The objective of this research is to assess the state of the practice, make recommendations on methods and procedures to complete diagnostic assessments of crashes at the project and program level, and to show appropriate cases studies to complete this activity.
It is expected that the research will include the following tasks. 
Task 1. Review related data-driven best practices within the highway safety field and emerging approaches in areas such as public health and big data analytics.
Task 2. Develop information on the best approaches for:
  • Data management and citation during analysis to support repeatability of the analysis, and knowledge management.
  • Compliance and support of the national open data initiative to promote access to data and tools (refer to www.data.gov for more information).
  • Quality control on datasets and analysis results.
  • Data linkage to support diagnostics (linkage of crash, roadway, traffic operation, asset management, and other datasets).
  • Selection of appropriate graphics for diagnostics and reporting.

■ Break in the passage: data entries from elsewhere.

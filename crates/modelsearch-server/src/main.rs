mod error;
mod handlers;
mod routes;
mod services;
mod state;

use std::sync::Arc;

use anyhow::Result;
use modelsearch_core::ServerConfig;
use tower_http::services::ServeDir;
use tracing::info;

use state::AppState;

#[tokio::main]
async fn main() -> Result<()> {
    dotenvy::dotenv().ok();

    tracing_subscriber::fmt()
        .with_target(false)
        .with_env_filter(
            tracing_subscriber::EnvFilter::try_from_default_env()
                .unwrap_or_else(|_| tracing_subscriber::EnvFilter::new("info")),
        )
        .compact()
        .init();

    let config = ServerConfig::from_env();
    let state = Arc::new(AppState::new(&config));

    let app = routes::api_router(state).fallback_service(ServeDir::new(&config.static_dir));

    let addr = format!("0.0.0.0:{}", config.port);
    info!("Server listening on {}", addr);
    info!("Using Ollama server URL: {}", config.ollama_url);
    info!("Serving static files from {}", config.static_dir);

    let listener = tokio::net::TcpListener::bind(&addr).await?;
    axum::serve(listener, app).await?;

    Ok(())
}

For example, appropriate graph types for representing particular information, usability from a visual perspective, accessibility requirements, and information processing (human factors).
  • The use of geographical information systems (GIS) for diagnostics and reporting.
Task 3. Develop case studies that guide safety professionals through recommended analysis procedures for use with the Highway Safety Manual, design exceptions and planning assessments, etc. The case studies should highlight and demonstrate specific statistical analysis necessary to support consistency and reliability of results.
Task 4. Develop a report that describes recommended methods and procedures, as well as case studies using these procedures.